Arguments over matters like child custody and spousal support can quickly become heated during a divorce, but South Carolina couples are often able to put their animosities to one side when the subject being discussed is the future of the family home. The primary residence is usually the most valuable marital asset, and it may be prudent to sell the property and divide any proceeds between the spouses.

Family court judges may choose to take this path when spouses are unable to reach an amicable divorce settlement, but these decisions can be difficult when the couple involved have young children. The best interests of the children involved is the primary concern in these types of cases, and judges may be swayed by research showing that the upheaval and psychological trauma of the divorce process can leave vulnerable children with emotional scars that never completely heal.

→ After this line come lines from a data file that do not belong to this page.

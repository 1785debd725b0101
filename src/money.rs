//! Integer minor-unit money representation.
//!
//! Every monetary field in the engine is an [`Amount`] of minor units (cents).
//! Conversion to display currency happens only at the boundary, so rounding
//! drift from floating-point dollars cannot enter settlement math.

use serde::{Deserialize, Serialize};
use std::fmt;
use std::iter::Sum;
use std::ops::Neg;

/// A signed quantity of minor currency units (cents).
#[derive(
    Debug, Clone, Copy, PartialEq, Eq, PartialOrd, Ord, Hash, Serialize, Deserialize, Default,
)]
#[serde(transparent)]
pub struct Amount(i64);

impl Amount {
    pub const ZERO: Amount = Amount(0);
    pub const MAX: Amount = Amount(i64::MAX);

    pub const fn from_minor(minor_units: i64) -> Self {
        Amount(minor_units)
    }

    pub const fn minor(self) -> i64 {
        self.0
    }

    pub fn checked_add(self, other: Amount) -> Option<Amount> {
        self.0.checked_add(other.0).map(Amount)
    }

    pub fn checked_sub(self, other: Amount) -> Option<Amount> {
        self.0.checked_sub(other.0).map(Amount)
    }

    pub fn is_negative(self) -> bool {
        self.0 < 0
    }

    pub fn is_positive(self) -> bool {
        self.0 > 0
    }

    /// Scale by `numerator / denominator` in 128-bit space, truncating toward
    /// zero. Used for pool-share valuation where both factors fit in i64.
    pub fn mul_div(self, numerator: i64, denominator: i64) -> Option<Amount> {
        if denominator == 0 {
            return None;
        }
        let scaled = (self.0 as i128).checked_mul(numerator as i128)? / denominator as i128;
        i64::try_from(scaled).ok().map(Amount)
    }

    /// Split into `parts` shares that sum back to the original amount exactly.
    /// Each share is `self / parts`; the first `self % parts` shares carry one
    /// extra minor unit. Requires a non-negative amount.
    pub fn split_even(self, parts: usize) -> Vec<Amount> {
        assert!(parts > 0, "split_even requires at least one part");
        assert!(self.0 >= 0, "split_even requires a non-negative amount");
        let base = self.0 / parts as i64;
        let remainder = (self.0 % parts as i64) as usize;
        (0..parts)
            .map(|i| Amount(if i < remainder { base + 1 } else { base }))
            .collect()
    }

    /// Render as whole currency units with two decimals ("12.34").
    pub fn display_currency(self) -> String {
        let sign = if self.0 < 0 { "-" } else { "" };
        let abs = self.0.unsigned_abs();
        format!("{}{}.{:02}", sign, abs / 100, abs % 100)
    }
}

impl Neg for Amount {
    type Output = Amount;

    fn neg(self) -> Amount {
        Amount(-self.0)
    }
}

impl Sum for Amount {
    fn sum<I: Iterator<Item = Amount>>(iter: I) -> Amount {
        iter.fold(Amount::ZERO, |acc, a| {
            Amount(acc.0.saturating_add(a.0))
        })
    }
}

impl fmt::Display for Amount {
    fn fmt(&self, f: &mut fmt::Formatter<'_>) -> fmt::Result {
        write!(f, "{}", self.0)
    }
}
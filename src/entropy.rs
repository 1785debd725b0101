//! External entropy acquisition with bounded timeouts and local fallback.
//!
//! Two independent sources feed the hybrid seed: a true-random HTTP API and a
//! public blockchain block hash. Both are fetched concurrently under hard
//! deadlines; a round is never stalled waiting on either. If a source fails,
//! the commitment degrades (and records that it degraded) rather than
//! blocking play.

use crate::config::EntropyConfig;
use crate::errors::{EngineError, EngineResult};
use crate::seed::{EntropyProvenance, SeedCommitment};
use async_trait::async_trait;
use std::time::Duration;

/// A source of external randomness. Implementations must return lowercase
/// hex strings and fail (not hang) on unreachable backends.
#[async_trait]
pub trait EntropyProvider: Send + Sync {
    async fn fetch_external_random(&self) -> EngineResult<String>;
    async fn fetch_block_hash(&self) -> EngineResult<String>;
}

/// HTTP-backed provider querying a random-number API and a blockchain
/// explorer. Both endpoints are expected to answer JSON with a hex field.
pub struct HttpEntropySource {
    client: reqwest::Client,
    config: EntropyConfig,
}

impl HttpEntropySource {
    pub fn new(config: EntropyConfig) -> EngineResult<Self> {
        let client = reqwest::Client::builder()
            .timeout(Duration::from_millis(config.timeout_ms))
            .build()
            .map_err(|e| EngineError::ExternalEntropyUnavailable(e.to_string()))?;
        Ok(Self { client, config })
    }

    async fn fetch_hex_field(&self, url: &str, field: &str) -> EngineResult<String> {
        let response = self
            .client
            .get(url)
            .send()
            .await
            .map_err(|e| EngineError::ExternalEntropyUnavailable(format!("{}: {}", url, e)))?;

        if !response.status().is_success() {
            return Err(EngineError::ExternalEntropyUnavailable(format!(
                "{}: status {}",
                url,
                response.status()
            )));
        }

        let body: serde_json::Value = response
            .json()
            .await
            .map_err(|e| EngineError::ExternalEntropyUnavailable(format!("{}: {}", url, e)))?;

        let value = body
            .get(field)
            .and_then(|v| v.as_str())
            .ok_or_else(|| {
                EngineError::ExternalEntropyUnavailable(format!(
                    "{}: missing field '{}'",
                    url, field
                ))
            })?
            .trim()
            .trim_start_matches("0x")
            .to_lowercase();

        if value.is_empty() || !value.chars().all(|c| c.is_ascii_hexdigit()) {
            return Err(EngineError::ExternalEntropyUnavailable(format!(
                "{}: field '{}' is not hex",
                url, field
            )));
        }

        Ok(value)
    }
}

#[async_trait]
impl EntropyProvider for HttpEntropySource {
    async fn fetch_external_random(&self) -> EngineResult<String> {
        self.fetch_hex_field(&self.config.random_api_url, &self.config.random_field)
            .await
    }

    async fn fetch_block_hash(&self) -> EngineResult<String> {
        self.fetch_hex_field(&self.config.block_hash_url, &self.config.hash_field)
            .await
    }
}

#[async_trait]
impl EntropyProvider for Box<dyn EntropyProvider> {
    async fn fetch_external_random(&self) -> EngineResult<String> {
        (**self).fetch_external_random().await
    }

    async fn fetch_block_hash(&self) -> EngineResult<String> {
        (**self).fetch_block_hash().await
    }
}

/// Builds seed commitments from whatever entropy the provider can deliver.
/// Owned by the orchestrator; injected, never a process-wide singleton.
pub struct HybridSeedGenerator<P: EntropyProvider> {
    provider: P,
    timeout: Duration,
}

impl<P: EntropyProvider> HybridSeedGenerator<P> {
    pub fn new(provider: P, timeout: Duration) -> Self {
        Self { provider, timeout }
    }

    /// Fetch both sources concurrently and build a commitment. Succeeds with
    /// degraded provenance on partial failure and falls back to local CSPRNG
    /// entropy only when both sources fail. Total wall time is bounded by the
    /// configured timeout, not the sum of both fetches.
    pub async fn generate(&self) -> SeedCommitment {
        let (external, block) = tokio::join!(
            tokio::time::timeout(self.timeout, self.provider.fetch_external_random()),
            tokio::time::timeout(self.timeout, self.provider.fetch_block_hash()),
        );

        let external = flatten_fetch(external, "external random");
        let block = flatten_fetch(block, "block hash");

        let provenance = match (&external, &block) {
            (Some(_), Some(_)) => EntropyProvenance::Hybrid,
            (Some(_), None) => EntropyProvenance::ExternalOnly,
            (None, Some(_)) => EntropyProvenance::BlockOnly,
            (None, None) => EntropyProvenance::LocalFallback,
        };

        let (external, block) = match provenance {
            EntropyProvenance::LocalFallback => {
                tracing::warn!("both entropy sources failed; using local fallback seed");
                // Locally generated entropy of equivalent length keeps the
                // commitment scheme intact but is auditable as degraded.
                (Some(crate::seed::generate_server_seed()), None)
            }
            _ => (external, block),
        };

        SeedCommitment::new(crate::seed::generate_server_seed(), external, block, provenance)
    }
}

fn flatten_fetch(
    result: Result<EngineResult<String>, tokio::time::error::Elapsed>,
    source: &str,
) -> Option<String> {
    match result {
        Ok(Ok(value)) => Some(value),
        Ok(Err(e)) => {
            tracing::warn!("{} fetch failed: {}", source, e);
            None
        }
        Err(_) => {
            tracing::warn!("{} fetch timed out", source);
            None
        }
    }
}

/// Fixed-value provider for tests and offline operation.
pub struct StaticEntropy {
    pub external: Option<String>,
    pub block: Option<String>,
}

#[async_trait]
impl EntropyProvider for StaticEntropy {
    async fn fetch_external_random(&self) -> EngineResult<String> {
        self.external
            .clone()
            .ok_or_else(|| EngineError::ExternalEntropyUnavailable("static: no external".into()))
    }

    async fn fetch_block_hash(&self) -> EngineResult<String> {
        self.block
            .clone()
            .ok_or_else(|| EngineError::ExternalEntropyUnavailable("static: no block".into()))
    }
}

#[cfg(test)]
mod tests {
    use super::*;

    fn generator(external: Option<&str>, block: Option<&str>) -> HybridSeedGenerator<StaticEntropy> {
        HybridSeedGenerator::new(
            StaticEntropy {
                external: external.map(String::from),
                block: block.map(String::from),
            },
            Duration::from_millis(100),
        )
    }

    #[tokio::test]
    async fn test_full_hybrid_provenance() {
        let commitment = generator(Some("aabb"), Some("ccdd")).generate().await;
        assert_eq!(commitment.provenance, EntropyProvenance::Hybrid);
        assert_eq!(commitment.external_random.as_deref(), Some("aabb"));
        assert_eq!(commitment.block_hash.as_deref(), Some("ccdd"));
    }

    #[tokio::test]
    async fn test_single_source_degrades_not_fails() {
        let commitment = generator(Some("aabb"), None).generate().await;
        assert_eq!(commitment.provenance, EntropyProvenance::ExternalOnly);

        let commitment = generator(None, Some("ccdd")).generate().await;
        assert_eq!(commitment.provenance, EntropyProvenance::BlockOnly);
    }

    #[tokio::test]
    async fn test_total_failure_falls_back_locally() {
        let commitment = generator(None, None).generate().await;
        assert_eq!(commitment.provenance, EntropyProvenance::LocalFallback);
        // Fallback entropy still contributes to the hybrid seed.
        assert!(commitment.external_random.is_some());
        assert!(!commitment.hybrid_seed.is_empty());
    }

    #[tokio::test]
    async fn test_slow_source_is_abandoned() {
        struct SlowEntropy;

        #[async_trait]
        impl EntropyProvider for SlowEntropy {
            async fn fetch_external_random(&self) -> EngineResult<String> {
                tokio::time::sleep(Duration::from_secs(60)).await;
                Ok("never".into())
            }

            async fn fetch_block_hash(&self) -> EngineResult<String> {
                Ok("ccdd".into())
            }
        }

        let generator = HybridSeedGenerator::new(SlowEntropy, Duration::from_millis(50));
        let started = std::time::Instant::now();
        let commitment = generator.generate().await;
        assert!(started.elapsed() < Duration::from_secs(5));
        assert_eq!(commitment.provenance, EntropyProvenance::BlockOnly);
    }
}
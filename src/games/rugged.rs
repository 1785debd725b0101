//! Crash mechanics for the Rugged pool.
//!
//! Every stake-adding action draws a roll in `[1, 1000]` from
//! `sha256(server_seed + ":" + nonce)`. A roll of exactly 1, or the pool
//! sitting at or below its floor, crashes the epoch: the pool splits into a
//! jackpot share and a house share, open positions are forfeited, and a
//! fresh seed commitment starts the next epoch.

use crate::errors::{EngineError, EngineResult};
use crate::money::Amount;
use crate::seed::crash_roll;
use serde::{Deserialize, Serialize};

/// Result of one crash check.
#[derive(Debug, Clone, Copy, Serialize, Deserialize)]
pub struct CrashCheck {
    pub roll: u64,
    pub crashed: bool,
    /// The condition that fired, for the audit trail.
    pub trigger: Option<CrashTrigger>,
}

#[derive(Debug, Clone, Copy, Serialize, Deserialize, PartialEq, Eq)]
#[serde(rename_all = "snake_case")]
pub enum CrashTrigger {
    RollOfOne,
    PoolFloor,
}

/// How a crashed pool divides.
#[derive(Debug, Clone, Copy, Serialize, Deserialize)]
pub struct CrashSplit {
    pub jackpot: Amount,
    pub house: Amount,
}

/// Run the crash roll for the current stake action.
pub fn check_crash(
    server_seed: &str,
    nonce: u64,
    pool_total: Amount,
    floor: Amount,
) -> CrashCheck {
    let roll = crash_roll(server_seed, nonce);
    if roll == 1 {
        return CrashCheck {
            roll,
            crashed: true,
            trigger: Some(CrashTrigger::RollOfOne),
        };
    }
    if pool_total <= floor {
        return CrashCheck {
            roll,
            crashed: true,
            trigger: Some(CrashTrigger::PoolFloor),
        };
    }
    CrashCheck {
        roll,
        crashed: false,
        trigger: None,
    }
}

/// Split a crashed pool: jackpot takes `floor(pool * permille / 1000)`, the
/// house takes the remainder, so the two shares always sum to the pool.
pub fn split_pool(pool_total: Amount, jackpot_permille: u32) -> EngineResult<CrashSplit> {
    if jackpot_permille > 1_000 {
        return Err(EngineError::MalformedOutcomeInput(format!(
            "jackpot permille {} exceeds 1000",
            jackpot_permille
        )));
    }
    if pool_total.is_negative() {
        return Err(EngineError::MalformedOutcomeInput(
            "cannot split a negative pool".to_string(),
        ));
    }

    let jackpot = pool_total
        .mul_div(jackpot_permille as i64, 1_000)
        .ok_or_else(|| EngineError::MalformedOutcomeInput("pool split overflow".to_string()))?;
    let house = pool_total
        .checked_sub(jackpot)
        .ok_or_else(|| EngineError::MalformedOutcomeInput("pool split overflow".to_string()))?;

    Ok(CrashSplit { jackpot, house })
}

/// Current liquidation value of an open position: the stake scaled by pool
/// growth since entry, in 128-bit integer math.
pub fn position_value(
    stake: Amount,
    pool_at_entry: Amount,
    pool_now: Amount,
) -> EngineResult<Amount> {
    if !pool_at_entry.is_positive() {
        return Err(EngineError::MalformedOutcomeInput(
            "entry snapshot must be positive".to_string(),
        ));
    }
    stake
        .mul_div(pool_now.minor(), pool_at_entry.minor())
        .ok_or_else(|| EngineError::MalformedOutcomeInput("position value overflow".to_string()))
}
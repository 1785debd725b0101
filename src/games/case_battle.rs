//! Weighted ticket draws for case battles.
//!
//! Item weights (percentages summing to 100) partition the integer ticket
//! domain `[0, 100_000)` into contiguous ranges. Range widths come from
//! `ceil(weight / 100 * 100_000)`; because accumulated ceilings can overrun
//! the domain, every range end is clamped to the domain boundary and the
//! final item's range always extends to it. The domain is therefore covered
//! exactly once: no gaps, no overlaps.

use crate::errors::{EngineError, EngineResult};
use crate::money::Amount;
use crate::seed::derive_value;
use serde::{Deserialize, Serialize};

/// Size of the ticket domain. Tickets are integers in `[0, TICKET_DOMAIN)`.
pub const TICKET_DOMAIN: u64 = 100_000;

/// Tolerance for the weight-sum check. Weights are percentages.
const WEIGHT_SUM_EPSILON: f64 = 1e-6;

/// One item a ticket can land on.
#[derive(Debug, Clone, Serialize, Deserialize)]
pub struct WeightedItem {
    pub name: String,
    /// Drop chance as a percentage of 100.
    pub weight: f64,
    /// Item value credited to the drawing participant, minor units.
    pub value: Amount,
}

#[derive(Debug, Clone, Serialize, Deserialize)]
struct TicketRange {
    start: u64,
    /// Exclusive.
    end: u64,
}

/// A validated, immutable partition of the ticket domain.
#[derive(Debug, Clone, Serialize, Deserialize)]
pub struct TicketTable {
    items: Vec<WeightedItem>,
    ranges: Vec<TicketRange>,
}

/// The result of one draw against a [`TicketTable`].
#[derive(Debug, Clone, Serialize, Deserialize)]
pub struct TicketDraw {
    pub ticket: u64,
    pub item_index: usize,
    pub value: Amount,
}

impl TicketTable {
    /// Validate weights and build the range partition. Malformed input
    /// (empty list, non-finite or non-positive weights, sum away from 100)
    /// is rejected here so it can never reach a live draw.
    pub fn new(items: Vec<WeightedItem>) -> EngineResult<Self> {
        if items.is_empty() {
            return Err(EngineError::MalformedOutcomeInput(
                "ticket table requires at least one item".to_string(),
            ));
        }

        for item in &items {
            if !item.weight.is_finite() || item.weight <= 0.0 {
                return Err(EngineError::MalformedOutcomeInput(format!(
                    "item '{}' has invalid weight {}",
                    item.name, item.weight
                )));
            }
        }

        let total: f64 = items.iter().map(|i| i.weight).sum();
        if (total - 100.0).abs() > WEIGHT_SUM_EPSILON {
            return Err(EngineError::MalformedOutcomeInput(format!(
                "item weights sum to {}, expected 100",
                total
            )));
        }

        let mut ranges = Vec::with_capacity(items.len());
        let mut start = 0u64;
        for (i, item) in items.iter().enumerate() {
            let width = (item.weight / 100.0 * TICKET_DOMAIN as f64).ceil() as u64;
            let end = if i == items.len() - 1 {
                TICKET_DOMAIN
            } else {
                (start + width).min(TICKET_DOMAIN)
            };
            ranges.push(TicketRange { start, end });
            start = end;
        }

        Ok(Self { items, ranges })
    }

    pub fn items(&self) -> &[WeightedItem] {
        &self.items
    }

    /// Map a ticket to the item whose range contains it.
    pub fn resolve(&self, ticket: u64) -> EngineResult<usize> {
        if ticket >= TICKET_DOMAIN {
            return Err(EngineError::MalformedOutcomeInput(format!(
                "ticket {} outside domain {}",
                ticket, TICKET_DOMAIN
            )));
        }
        // Ranges are contiguous and sorted; binary search on start.
        let idx = match self
            .ranges
            .binary_search_by(|r| r.start.cmp(&ticket))
        {
            Ok(exact) => exact,
            Err(insertion) => insertion - 1,
        };
        // Clamped empty ranges share a start with their successor; walk
        // forward to the range that actually contains the ticket.
        let mut idx = idx;
        while self.ranges[idx].end <= ticket {
            idx += 1;
        }
        Ok(idx)
    }

    /// Draw one ticket deterministically from the committed seed.
    pub fn draw(&self, hybrid_seed: &str, nonce: u64) -> EngineResult<TicketDraw> {
        let ticket = derive_value(hybrid_seed, nonce, TICKET_DOMAIN);
        let item_index = self.resolve(ticket)?;
        Ok(TicketDraw {
            ticket,
            item_index,
            value: self.items[item_index].value,
        })
    }
}
//! Engine configuration with validation and defaults.

use serde::{Deserialize, Serialize};
use std::time::Duration;

/// Top-level configuration for the settlement engine.
#[derive(Clone, Debug, Serialize, Deserialize, Default)]
pub struct EngineConfig {
    pub entropy: EntropyConfig,
    pub rounds: RoundConfig,
    pub games: GamesConfig,
    pub storage: StorageConfig,
}

/// External entropy endpoints and deadlines.
#[derive(Clone, Debug, Serialize, Deserialize)]
pub struct EntropyConfig {
    /// Random-number API endpoint returning JSON with a hex field.
    pub random_api_url: String,
    /// JSON field carrying the random hex value.
    pub random_field: String,
    /// Blockchain explorer endpoint returning the latest block.
    pub block_hash_url: String,
    /// JSON field carrying the block hash.
    pub hash_field: String,
    /// Hard deadline per external fetch. Calls past this are abandoned.
    pub timeout_ms: u64,
}

impl Default for EntropyConfig {
    fn default() -> Self {
        Self {
            random_api_url: "https://api.random.example/hex".to_string(),
            random_field: "random".to_string(),
            block_hash_url: "https://blockchain.info/q/latesthash".to_string(),
            hash_field: "hash".to_string(),
            timeout_ms: 4_000,
        }
    }
}

/// Round lifecycle tuning.
#[derive(Clone, Debug, Serialize, Deserialize)]
pub struct RoundConfig {
    /// Rounds still unlocked after this window drop out of discovery
    /// listings. They are not cancelled; committed stakes stay valid.
    pub visibility_window_secs: u64,
    /// Bounded retries for optimistic-lock conflicts on shared resources.
    pub max_conflict_retries: u32,
}

impl Default for RoundConfig {
    fn default() -> Self {
        Self {
            visibility_window_secs: 300,
            max_conflict_retries: 5,
        }
    }
}

/// Fixed economic parameters per game.
#[derive(Clone, Debug, Serialize, Deserialize)]
pub struct GamesConfig {
    /// Ordered base multipliers for wheel segments, in hundredths
    /// (120 = 1.2x). The published list the spin indexes into.
    pub wheel_segments: Vec<u32>,
    /// How many boost segments each wheel round publishes.
    pub wheel_boost_count: usize,
    /// Rugged pool balance at or below this forces a crash.
    pub rugged_floor_minor: i64,
    /// Jackpot share of a crashed pool, in permille (500 = 50/50 split).
    pub crash_jackpot_permille: u32,
}

impl Default for GamesConfig {
    fn default() -> Self {
        Self {
            // 25-segment wheel: heavy on low multipliers, one 10x.
            wheel_segments: vec![
                0, 120, 0, 150, 0, 120, 0, 200, 0, 120, 0, 150, 0, 120, 0, 300, 0, 120, 0, 150,
                0, 120, 0, 200, 1000,
            ],
            wheel_boost_count: 3,
            rugged_floor_minor: 10_000,
            crash_jackpot_permille: 500,
        }
    }
}

/// Archive store location.
#[derive(Clone, Debug, Serialize, Deserialize)]
pub struct StorageConfig {
    pub data_directory: String,
}

impl Default for StorageConfig {
    fn default() -> Self {
        Self {
            data_directory: "./DB/settlement_data".to_string(),
        }
    }
}

impl EngineConfig {
    /// Profile for offline simulation and tests: short deadlines, local data.
    pub fn offline() -> Self {
        Self {
            entropy: EntropyConfig {
                timeout_ms: 200,
                ..Default::default()
            },
            rounds: RoundConfig {
                visibility_window_secs: 60,
                max_conflict_retries: 3,
            },
            storage: StorageConfig {
                data_directory: "./DB/settlement_test".to_string(),
            },
            ..Default::default()
        }
    }

    /// Validate logical consistency before the engine starts.
    pub fn validate(&self) -> Result<(), ConfigValidationError> {
        // Short deadlines are allowed for offline profiles; anything past
        // 10s would stall round creation behind a dead API.
        if !(100..=10_000).contains(&self.entropy.timeout_ms) {
            return Err(ConfigValidationError::InvalidValue(
                "entropy.timeout_ms must be between 100 and 10000".to_string(),
            ));
        }

        if self.games.wheel_segments.is_empty() {
            return Err(ConfigValidationError::InvalidValue(
                "games.wheel_segments must not be empty".to_string(),
            ));
        }

        if self.games.wheel_boost_count > self.games.wheel_segments.len() {
            return Err(ConfigValidationError::LogicalInconsistency(
                "wheel_boost_count exceeds segment count".to_string(),
            ));
        }

        if self.games.crash_jackpot_permille > 1_000 {
            return Err(ConfigValidationError::InvalidValue(
                "crash_jackpot_permille must be <= 1000".to_string(),
            ));
        }

        if self.rounds.max_conflict_retries == 0 {
            return Err(ConfigValidationError::InvalidValue(
                "max_conflict_retries must be > 0".to_string(),
            ));
        }

        if self.games.rugged_floor_minor < 0 {
            return Err(ConfigValidationError::InvalidValue(
                "rugged_floor_minor must be non-negative".to_string(),
            ));
        }

        Ok(())
    }

    pub fn entropy_timeout(&self) -> Duration {
        Duration::from_millis(self.entropy.timeout_ms)
    }

    pub fn visibility_window(&self) -> Duration {
        Duration::from_secs(self.rounds.visibility_window_secs)
    }
}

/// Configuration validation errors.
#[derive(Debug, Clone, thiserror::Error)]
pub enum ConfigValidationError {
    #[error("Invalid configuration value: {0}")]
    InvalidValue(String),
    #[error("Configuration logical inconsistency: {0}")]
    LogicalInconsistency(String),
}
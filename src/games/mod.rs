//! Per-game outcome resolvers: pure mappings from a committed seed to a
//! game-specific result. Nothing in here touches balances or stores.

pub mod case_battle;
pub mod plinko;
pub mod rugged;
pub mod wheel;

use serde::{Deserialize, Serialize};
use std::fmt;

/// Supported game kinds.
#[derive(Debug, Clone, Copy, Serialize, Deserialize, PartialEq, Eq, Hash)]
#[serde(rename_all = "snake_case")]
pub enum GameKind {
    CaseBattle,
    Plinko,
    Wheel,
    Rugged,
}

impl fmt::Display for GameKind {
    fn fmt(&self, f: &mut fmt::Formatter<'_>) -> fmt::Result {
        match self {
            GameKind::CaseBattle => write!(f, "case_battle"),
            GameKind::Plinko => write!(f, "plinko"),
            GameKind::Wheel => write!(f, "wheel"),
            GameKind::Rugged => write!(f, "rugged"),
        }
    }
}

In some situations, spouses may claim that the primary residence is separate property and should not be divided. Assets owned prior to a marriage are generally considered to be separate and not subject to division, but they may become commingled if marital funds are used to pay for their upkeep and repair. People who wish to continue living in the marital home may trade assets such as artwork or investments for their partner's share, or they could simply take out a loan and buy them out.

Experienced family law attorneys may recommend that any outstanding mortgages be refinanced when their clients accept cash or assets in return giving up their claim to the family home. While divorce settlements are legally binding documents, they do not change the provisions of mortgages or home equity lines of credit and lenders will generally pay them little heed when loans are in default and collection efforts have begun.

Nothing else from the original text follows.